»»

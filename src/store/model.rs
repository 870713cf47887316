use serde::{Deserialize, Serialize};

/// Qualitative richness tag for a ring. The textual side of the `density`
/// tagged union (see [`Density`]).
#[derive(Debug, Clone, Copy, PartialEq, Eq, Serialize, Deserialize)]
pub enum ReserveLevel {
    Pristine,
    Major,
    Common,
    Low,
    Depleted,
}

impl ReserveLevel {
    pub fn as_str(self) -> &'static str {
        match self {
            ReserveLevel::Pristine => "Pristine",
            ReserveLevel::Major => "Major",
            ReserveLevel::Common => "Common",
            ReserveLevel::Low => "Low",
            ReserveLevel::Depleted => "Depleted",
        }
    }

    pub fn parse(s: &str) -> Option<Self> {
        match s {
            "Pristine" => Some(ReserveLevel::Pristine),
            "Major" => Some(ReserveLevel::Major),
            "Common" => Some(ReserveLevel::Common),
            "Low" => Some(ReserveLevel::Low),
            "Depleted" => Some(ReserveLevel::Depleted),
            _ => None,
        }
    }
}

impl std::fmt::Display for ReserveLevel {
    fn fmt(&self, f: &mut std::fmt::Formatter<'_>) -> std::fmt::Result {
        f.write_str(self.as_str())
    }
}

/// The `density` column is a sum type: either a numeric area-based density or a
/// reserve-level string. A reserve-level string is considered higher value and
/// can only be overwritten by a *different* reserve-level string, never by a
/// number; a numeric value yields to anything.
#[derive(Debug, Clone, Copy, PartialEq)]
pub enum Density {
    Numeric(f64),
    Reserve(ReserveLevel),
}

impl Density {
    pub fn to_db_string(self) -> String {
        match self {
            Density::Numeric(v) => v.to_string(),
            Density::Reserve(r) => r.as_str().to_string(),
        }
    }

    pub fn from_db_string(s: &str) -> Option<Density> {
        if let Some(r) = ReserveLevel::parse(s) {
            return Some(Density::Reserve(r));
        }
        s.parse::<f64>().ok().map(Density::Numeric)
    }

    pub fn is_reserve(self) -> bool {
        matches!(self, Density::Reserve(_))
    }
}

/// Merges an existing density value with an incoming one, honoring the
/// tagged-union override rule: numbers never beat reserve strings, and a
/// reserve string only replaces a different reserve string.
pub fn merge_density(existing: Option<Density>, incoming: Option<Density>) -> Option<Density> {
    match (existing, incoming) {
        (None, incoming) => incoming,
        (Some(_), None) => existing,
        (Some(Density::Reserve(old)), Some(Density::Reserve(new))) => {
            if old == new {
                existing
            } else {
                incoming
            }
        }
        (Some(Density::Reserve(_)), Some(Density::Numeric(_))) => existing,
        (Some(Density::Numeric(_)), _) => incoming,
    }
}

#[derive(Debug, Clone, Copy, PartialEq, Eq, Serialize, Deserialize)]
pub enum RingType {
    Rocky,
    Metallic,
    MetalRich,
    Icy,
    Unknown,
}

impl RingType {
    pub fn as_str(self) -> &'static str {
        match self {
            RingType::Rocky => "Rocky",
            RingType::Metallic => "Metallic",
            RingType::MetalRich => "Metal Rich",
            RingType::Icy => "Icy",
            RingType::Unknown => "Unknown",
        }
    }

    pub fn parse(s: &str) -> Option<Self> {
        match s {
            "Rocky" => Some(RingType::Rocky),
            "Metallic" => Some(RingType::Metallic),
            "Metal Rich" | "MetalRich" => Some(RingType::MetalRich),
            "Icy" => Some(RingType::Icy),
            "Unknown" => Some(RingType::Unknown),
            _ => None,
        }
    }
}

impl std::fmt::Display for RingType {
    fn fmt(&self, f: &mut std::fmt::Formatter<'_>) -> std::fmt::Result {
        f.write_str(self.as_str())
    }
}

/// Where a hotspot row's coordinates came from. Used to decide whether a new
/// write is allowed to clobber existing coordinates: `Journal` outranks
/// everything, `Unknown` outranks nothing.
#[derive(Debug, Clone, Copy, PartialEq, Eq)]
pub enum CoordSource {
    Journal,
    VisitedSystems,
    Edtools,
    Spansh,
    OverlapCsv,
    ResCsv,
    Unknown,
}

impl CoordSource {
    /// Higher value wins. Bundled/CSV sources all share one precedence tier
    /// below `visited_systems`, above `unknown`.
    pub fn precedence(self) -> u8 {
        match self {
            CoordSource::Journal => 4,
            CoordSource::VisitedSystems => 3,
            CoordSource::Edtools | CoordSource::Spansh => 2,
            CoordSource::OverlapCsv | CoordSource::ResCsv => 2,
            CoordSource::Unknown => 0,
        }
    }

    pub fn as_str(self) -> &'static str {
        match self {
            CoordSource::Journal => "journal",
            CoordSource::VisitedSystems => "visited_systems",
            CoordSource::Edtools => "edtools",
            CoordSource::Spansh => "spansh",
            CoordSource::OverlapCsv => "overlap_csv",
            CoordSource::ResCsv => "res_csv",
            CoordSource::Unknown => "unknown",
        }
    }

    pub fn parse(s: &str) -> Self {
        match s {
            "journal" => CoordSource::Journal,
            "visited_systems" => CoordSource::VisitedSystems,
            "edtools" => CoordSource::Edtools,
            "spansh" => CoordSource::Spansh,
            "overlap_csv" => CoordSource::OverlapCsv,
            "res_csv" => CoordSource::ResCsv,
            _ => CoordSource::Unknown,
        }
    }
}

/// Ring metadata shared by every material row of a `(system, body)` ring.
#[derive(Debug, Clone, Copy, Default, PartialEq)]
pub struct RingMetadata {
    pub ring_type: Option<RingType>,
    pub ls_distance: Option<f64>,
    pub inner_radius: Option<f64>,
    pub outer_radius: Option<f64>,
    pub ring_mass: Option<f64>,
    pub density: Option<Density>,
}

impl RingMetadata {
    /// Count of the six metadata fields that are non-null, used by the
    /// upsert completeness rule.
    pub fn field_count(&self) -> u8 {
        [
            self.ls_distance.is_some(),
            self.ring_type.is_some(),
            self.inner_radius.is_some(),
            self.outer_radius.is_some(),
            self.ring_mass.is_some(),
            self.density.is_some(),
        ]
        .iter()
        .filter(|b| **b)
        .count() as u8
    }

    pub fn is_empty(&self) -> bool {
        self.field_count() == 0
    }
}

#[derive(Debug, Clone, Copy, PartialEq, Eq)]
pub enum OverlapTag {
    TwoX,
    ThreeX,
}

impl OverlapTag {
    pub fn as_str(self) -> &'static str {
        match self {
            OverlapTag::TwoX => "2x",
            OverlapTag::ThreeX => "3x",
        }
    }

    pub fn parse(s: &str) -> Option<Self> {
        match s {
            "2x" => Some(OverlapTag::TwoX),
            "3x" => Some(OverlapTag::ThreeX),
            _ => None,
        }
    }
}

#[derive(Debug, Clone, Copy, PartialEq, Eq)]
pub enum ResTag {
    Hazardous,
    High,
    Low,
}

impl ResTag {
    pub fn as_str(self) -> &'static str {
        match self {
            ResTag::Hazardous => "Hazardous",
            ResTag::High => "High",
            ResTag::Low => "Low",
        }
    }

    pub fn parse(s: &str) -> Option<Self> {
        match s {
            "Hazardous" => Some(ResTag::Hazardous),
            "High" => Some(ResTag::High),
            "Low" => Some(ResTag::Low),
            _ => None,
        }
    }
}

#[derive(Debug, Clone, PartialEq)]
pub struct Hotspot {
    pub system_name: String,
    pub body_name: String,
    pub material_name: String,
    pub hotspot_count: i64,
    pub scan_date: String,
    pub x: Option<f64>,
    pub y: Option<f64>,
    pub z: Option<f64>,
    pub coord_source: CoordSource,
    pub ring: RingMetadata,
    pub overlap_tag: Option<OverlapTag>,
    pub res_tag: Option<ResTag>,
    pub data_source: Option<String>,
}

#[derive(Debug, Clone, PartialEq)]
pub struct VisitedSystem {
    pub system_name: String,
    pub x: Option<f64>,
    pub y: Option<f64>,
    pub z: Option<f64>,
    pub first_visit_date: String,
    pub last_visit_date: String,
    pub visit_count: i64,
}

#[cfg(test)]
mod tests {
    use super::*;

    #[test]
    fn density_numeric_yields_to_reserve() {
        let merged = merge_density(
            Some(Density::Numeric(1.5)),
            Some(Density::Reserve(ReserveLevel::Pristine)),
        );
        assert_eq!(merged, Some(Density::Reserve(ReserveLevel::Pristine)));
    }

    #[test]
    fn density_reserve_blocks_numeric() {
        let merged = merge_density(
            Some(Density::Reserve(ReserveLevel::Major)),
            Some(Density::Numeric(9.9)),
        );
        assert_eq!(merged, Some(Density::Reserve(ReserveLevel::Major)));
    }

    #[test]
    fn density_reserve_same_value_is_noop() {
        let merged = merge_density(
            Some(Density::Reserve(ReserveLevel::Low)),
            Some(Density::Reserve(ReserveLevel::Low)),
        );
        assert_eq!(merged, Some(Density::Reserve(ReserveLevel::Low)));
    }

    #[test]
    fn density_reserve_different_value_overwrites() {
        let merged = merge_density(
            Some(Density::Reserve(ReserveLevel::Low)),
            Some(Density::Reserve(ReserveLevel::Depleted)),
        );
        assert_eq!(merged, Some(Density::Reserve(ReserveLevel::Depleted)));
    }

    #[test]
    fn field_count_counts_non_null_fields() {
        let meta = RingMetadata {
            ring_type: Some(RingType::Icy),
            ls_distance: Some(100.0),
            ..Default::default()
        };
        assert_eq!(meta.field_count(), 2);
    }
}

««

# What to do:
Copy all lines from the data above that contain the word "Default".

# Written solution:
#[derive(Debug, Clone, Copy, Default, PartialEq)]
            ..Default::default()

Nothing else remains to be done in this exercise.